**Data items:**
● ● ● ● ● ● ●
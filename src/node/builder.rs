//! Builder for [`ChatNode`].
//!
//! ```ignore
//! let node = NodeBuilder::new(Some("config/server.toml"), shutdown_rx)?
//!     .clock(LamportClock::new(0))
//!     .build();
//! ```

use std::sync::atomic::AtomicBool;
use std::sync::Arc;

use tokio::sync::watch;
use tracing::info;

use super::ChatNode;
use crate::BroadcastServer;
use crate::ChatConfig;
use crate::LamportClock;
use crate::Result;

pub struct NodeBuilder {
    pub(super) config: ChatConfig,
    pub(super) clock: LamportClock,
    pub(super) shutdown_signal: watch::Receiver<()>,
}

impl NodeBuilder {
    /// Loads layered configuration, optionally overridden by `config_path`,
    /// and validates it.
    pub fn new(
        config_path: Option<&str>,
        shutdown_signal: watch::Receiver<()>,
    ) -> Result<Self> {
        let mut config = ChatConfig::new()?;
        if let Some(p) = config_path {
            info!("with_override_config from: {}", &p);
            config = config.with_override_config(p)?;
        }

        Ok(Self::init(config.validate()?, shutdown_signal))
    }

    /// Core initialization logic shared by all construction paths
    pub fn init(
        config: ChatConfig,
        shutdown_signal: watch::Receiver<()>,
    ) -> Self {
        Self {
            config,
            clock: LamportClock::default(),
            shutdown_signal,
        }
    }

    /// Seeds the server clock, e.g. when resuming after a restart
    pub fn clock(
        mut self,
        clock: LamportClock,
    ) -> Self {
        self.clock = clock;
        self
    }

    pub fn config(
        mut self,
        config: ChatConfig,
    ) -> Self {
        self.config = config;
        self
    }

    pub fn build(self) -> Arc<ChatNode> {
        let (rpc_ready_tx, _rpc_ready_rx) = watch::channel(false);

        Arc::new(ChatNode {
            server: Arc::new(BroadcastServer::new(self.clock)),
            ready: AtomicBool::new(false),
            rpc_ready_tx,
            config: Arc::new(self.config),
            shutdown_signal: self.shutdown_signal,
        })
    }
}
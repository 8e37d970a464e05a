//! Chat participant
//!
//! Keeps a local Lamport clock replica that ticks before every send and
//! merges the clock of every received message.

use futures::Stream;
use futures::StreamExt;
use parking_lot::Mutex;
use tonic::Code;
use tracing::debug;
use tracing::info;
use tracing::warn;

use super::ChatTransport;
use super::MessageStream;
use crate::proto::ChatMessage;
use crate::proto::PublishAck;
use crate::ClockValue;
use crate::LamportClock;
use crate::NetworkError;
use crate::Result;

pub struct ClientAgent<T: ChatTransport> {
    identity: String,
    clock: Mutex<LamportClock>,
    transport: T,
}

impl<T: ChatTransport> ClientAgent<T> {
    pub fn new(
        identity: impl Into<String>,
        transport: T,
    ) -> Self {
        Self {
            identity: identity.into(),
            clock: Mutex::new(LamportClock::default()),
            transport,
        }
    }

    pub fn identity(&self) -> &str {
        &self.identity
    }

    pub fn clock(&self) -> ClockValue {
        self.clock.lock().current()
    }

    /// Opens the inbound stream. The server greets with a welcome notice.
    pub async fn join(&self) -> Result<MessageStream> {
        info!(identity = %self.identity, "joining the chat");
        self.transport.join(&self.identity, self.clock()).await
    }

    /// Sends one line of user input.
    ///
    /// Failures are logged and returned; the agent stays usable.
    pub async fn publish(
        &self,
        text: &str,
    ) -> Result<PublishAck> {
        let lamport_clock = self.clock.lock().tick();
        let message = ChatMessage::new(self.identity.as_str(), text.trim(), lamport_clock);

        match self.transport.publish(message).await {
            Ok(ack) => {
                debug!(sent_clock = lamport_clock, assigned_clock = ack.lamport_clock, "published");
                Ok(ack)
            }
            Err(e) => {
                warn!(identity = %self.identity, "something went wrong with the server: {:?}", e);
                Err(e)
            }
        }
    }

    /// Merges and renders every inbound message until the stream ends.
    ///
    /// End of stream and a `Cancelled` status are a normal close; any other
    /// status is returned as [`NetworkError::StreamBroken`].
    pub async fn receive_loop<R>(
        &self,
        mut inbound: MessageStream,
        mut render: R,
    ) -> Result<()>
    where
        R: FnMut(&ChatMessage, ClockValue),
    {
        while let Some(item) = inbound.next().await {
            match item {
                Ok(message) => {
                    let local = self.clock.lock().merge(message.lamport_clock);
                    if message.is_system() {
                        info!(clock = local, "server notice: {}", message.body);
                    } else {
                        info!(
                            sender = %message.sender,
                            clock = local,
                            "{} got message from {}: {}",
                            self.identity,
                            message.sender,
                            message.body
                        );
                    }
                    render(&message, local);
                }
                Err(status) if status.code() == Code::Cancelled => {
                    info!("connection to server closed");
                    return Ok(());
                }
                Err(status) => {
                    warn!("failed to receive message from stream: {:?}", status);
                    return Err(NetworkError::StreamBroken(Box::new(status)).into());
                }
            }
        }
        info!("server is done sending messages");
        Ok(())
    }

    /// Joins, then publishes every input line while rendering broadcasts.
    ///
    /// Returns when input reaches EOF (the inbound stream is dropped, which
    /// the server treats as leave) or when the inbound stream ends.
    pub async fn run<I, R>(
        &self,
        input: I,
        render: R,
    ) -> Result<()>
    where
        I: Stream<Item = std::io::Result<String>>,
        R: FnMut(&ChatMessage, ClockValue),
    {
        let inbound = self.join().await?;

        let receiving = self.receive_loop(inbound, render);
        let sending = self.send_loop(input);
        tokio::pin!(receiving);
        tokio::pin!(sending);

        tokio::select! {
            result = &mut receiving => result,
            result = &mut sending => result,
        }
    }

    async fn send_loop<I>(
        &self,
        input: I,
    ) -> Result<()>
    where
        I: Stream<Item = std::io::Result<String>>,
    {
        tokio::pin!(input);
        while let Some(line) = input.next().await {
            let line = line?;
            // Already logged; a failed publish does not end the session.
            let _ = self.publish(&line).await;
        }
        debug!(identity = %self.identity, "input closed");
        Ok(())
    }
}

/// Console line for a received message.
pub fn render_line(
    message: &ChatMessage,
    clock: ClockValue,
) -> String {
    format!("Lamport: {} | {}: {}", clock, message.sender, message.body)
}
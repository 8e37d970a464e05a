use std::net::SocketAddr;
use std::sync::Arc;
use std::time::Duration;

use chitty_chat::bind_listener;
use chitty_chat::proto::ChatMessage;
use chitty_chat::ChatConfig;
use chitty_chat::ChatNode;
use chitty_chat::ClientConfig;
use chitty_chat::GrpcChatTransport;
use chitty_chat::LamportClock;
use chitty_chat::MessageStream;
use chitty_chat::NodeBuilder;
use futures::StreamExt;
use tokio::sync::watch;
use tokio::task::JoinHandle;
use tokio::time::timeout;

pub const WAIT_FOR_NODE_READY_IN_SEC: u64 = 3;

pub const WAIT_FOR_MESSAGE_IN_MS: u64 = 2000;

pub struct TestServer {
    pub node: Arc<ChatNode>,
    pub address: SocketAddr,
    shutdown_tx: watch::Sender<()>,
    handle: JoinHandle<chitty_chat::Result<()>>,
}

impl TestServer {
    /// Starts a chat server on an ephemeral localhost port.
    pub async fn start(seed: LamportClock) -> Self {
        let (shutdown_tx, shutdown_rx) = watch::channel(());

        let listener = bind_listener("127.0.0.1:0".parse().unwrap()).await.unwrap();
        let address = listener.local_addr().unwrap();

        let mut config = ChatConfig::default();
        config.server.listen_address = address;

        let node = NodeBuilder::init(config, shutdown_rx).clock(seed).build();
        let mut ready_rx = node.ready_notifier();
        let handle = tokio::spawn(node.clone().serve(listener));

        timeout(
            Duration::from_secs(WAIT_FOR_NODE_READY_IN_SEC),
            ready_rx.wait_for(|&ready| ready),
        )
        .await
        .expect("server ready in time")
        .expect("ready channel open");

        Self {
            node,
            address,
            shutdown_tx,
            handle,
        }
    }

    pub fn client_config(
        &self,
        name: &str,
    ) -> ClientConfig {
        ClientConfig {
            name: name.to_string(),
            server_address: format!("http://{}", self.address),
            ..ClientConfig::default()
        }
    }

    pub async fn transport(&self) -> GrpcChatTransport {
        let config = ChatConfig::default();
        GrpcChatTransport::connect(&self.client_config("test"), &config.network)
            .await
            .expect("connect to test server")
    }

    pub async fn shutdown(self) {
        self.shutdown_tx.send(()).expect("server still running");
        timeout(Duration::from_secs(WAIT_FOR_NODE_READY_IN_SEC), self.handle)
            .await
            .expect("server stops in time")
            .expect("server task not panicked")
            .expect("server exits cleanly");
    }
}

pub async fn next_message(stream: &mut MessageStream) -> ChatMessage {
    timeout(Duration::from_millis(WAIT_FOR_MESSAGE_IN_MS), stream.next())
        .await
        .expect("message arrives in time")
        .expect("stream still open")
        .expect("message, not status")
}

#[allow(dead_code)]
pub async fn expect_closed(stream: &mut MessageStream) {
    let item = timeout(Duration::from_millis(WAIT_FOR_MESSAGE_IN_MS), stream.next())
        .await
        .expect("stream ends in time");
    assert!(item.is_none(), "expected end of stream, got {:?}", item);
}
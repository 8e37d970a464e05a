//! `chat.ChittyChat` service bound to [`ChatNode`].

use std::pin::Pin;

use futures::Stream;
use tokio::sync::mpsc;
use tokio_stream::wrappers::ReceiverStream;
use tonic::Request;
use tonic::Response;
use tonic::Status;
use tracing::debug;
use tracing::warn;

use super::SessionHandler;
use crate::proto::ChatMessage;
use crate::proto::ChittyChat;
use crate::proto::JoinRequest;
use crate::proto::PublishAck;
use crate::ChatNode;

#[tonic::async_trait]
impl ChittyChat for ChatNode {
    type JoinStream = Pin<Box<dyn Stream<Item = Result<ChatMessage, Status>> + Send>>;

    /// Registers the caller and streams every broadcast to it until the
    /// connection ends. A session task per call detects the end and runs
    /// leave.
    async fn join(
        &self,
        request: Request<JoinRequest>,
    ) -> std::result::Result<Response<Self::JoinStream>, Status> {
        if !self.is_rpc_ready() {
            warn!("[rpc|join] chat node is not ready");
            return Err(Status::unavailable("Service is not ready"));
        }

        let remote_addr = request.remote_addr();
        let JoinRequest {
            sender,
            lamport_clock,
        } = request.into_inner();
        debug!(identity = %sender, client_clock = lamport_clock, ?remote_addr, "Join requested");

        let (sink, receiver) = mpsc::channel(self.config.server.sink_buffer_size);
        let subscription = self.server.join(&sender, sink)?;

        let handler = SessionHandler::new(
            self.server.clone(),
            subscription,
            self.shutdown_signal.clone(),
        );
        tokio::spawn(handler.run());

        Ok(Response::new(Box::pin(ReceiverStream::new(receiver))))
    }

    async fn publish(
        &self,
        request: Request<ChatMessage>,
    ) -> std::result::Result<Response<PublishAck>, Status> {
        if !self.is_rpc_ready() {
            warn!("[rpc|publish] chat node is not ready");
            return Err(Status::unavailable("Service is not ready"));
        }

        let delivered = self.server.publish(request.into_inner());
        Ok(Response::new(PublishAck {
            lamport_clock: delivered.lamport_clock,
        }))
    }
}
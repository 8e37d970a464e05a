// -
// Protocol

/// Sender name carried by every system notice (welcome / departure).
pub const SERVER_SENDER: &str = "Server";

/// Well-known port the server binds and the client dials by default.
pub const DEFAULT_PORT: u16 = 8080;

// -
// Sinks

/// Per-subscriber outbound buffer. A subscriber lagging further behind than
/// this loses messages instead of stalling the broadcast.
pub(crate) const DEFAULT_SINK_BUFFER_SIZE: usize = 128;

// -
// Logs

pub(crate) const DEFAULT_LOG_DIR: &str = "./logs";
pub(crate) const SERVER_LOG_FILE: &str = "server.log";
pub(crate) const CLIENT_LOG_FILE: &str = "client.log";

pub(crate) fn welcome_notice(identity: &str) -> String {
    format!("Welcome {identity} to the Chitty Chat!")
}

pub(crate) fn departure_notice(identity: &str) -> String {
    format!("{identity} has left the chat")
}
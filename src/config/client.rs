use std::path::PathBuf;

use config::ConfigError;
use serde::Deserialize;
use serde::Serialize;

use crate::constants::CLIENT_LOG_FILE;
use crate::constants::DEFAULT_LOG_DIR;
use crate::Error;
use crate::Result;
use crate::DEFAULT_PORT;

/// Settings of the `chat-client` binary.
#[derive(Debug, Serialize, Deserialize, Clone)]
pub struct ClientConfig {
    /// Display name, used as the chat identity
    #[serde(default = "default_name")]
    pub name: String,

    /// gRPC endpoint of the server, e.g. `http://127.0.0.1:8080`
    #[serde(default = "default_server_address")]
    pub server_address: String,

    #[serde(default = "default_log_dir")]
    pub log_dir: PathBuf,

    /// Appended to, never truncated
    #[serde(default = "default_log_file")]
    pub log_file: String,
}

impl Default for ClientConfig {
    fn default() -> Self {
        Self {
            name: default_name(),
            server_address: default_server_address(),
            log_dir: default_log_dir(),
            log_file: default_log_file(),
        }
    }
}

impl ClientConfig {
    pub fn validate(&self) -> Result<()> {
        if self.name.trim().is_empty() {
            return Err(Error::Config(ConfigError::Message("client name cannot be empty".into())));
        }

        if !(self.server_address.starts_with("http://") || self.server_address.starts_with("https://")) {
            return Err(Error::Config(ConfigError::Message(format!(
                "server_address {} must start with http:// or https://",
                self.server_address
            ))));
        }

        Ok(())
    }

    pub fn log_path(&self) -> PathBuf {
        self.log_dir.join(&self.log_file)
    }
}

fn default_name() -> String {
    "Alice".to_string()
}
fn default_server_address() -> String {
    format!("http://127.0.0.1:{DEFAULT_PORT}")
}
fn default_log_dir() -> PathBuf {
    PathBuf::from(DEFAULT_LOG_DIR)
}
fn default_log_file() -> String {
    CLIENT_LOG_FILE.to_string()
}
● ● ● ● ● ● ●
**REQUIREMENT:**
The answer is the records above restated word for word from their opening line through the line that holds "use std::sync::atomic::AtomicBool;", both included, and nothing else.

**TASK ANSWER:**
filename src/node/builder.rs
//! Builder for [`ChatNode`].
//!
//! ```ignore
//! let node = NodeBuilder::new(Some("config/server.toml"), shutdown_rx)?
//!     .clock(LamportClock::new(0))
//!     .build();
//! ```

use std::sync::atomic::AtomicBool;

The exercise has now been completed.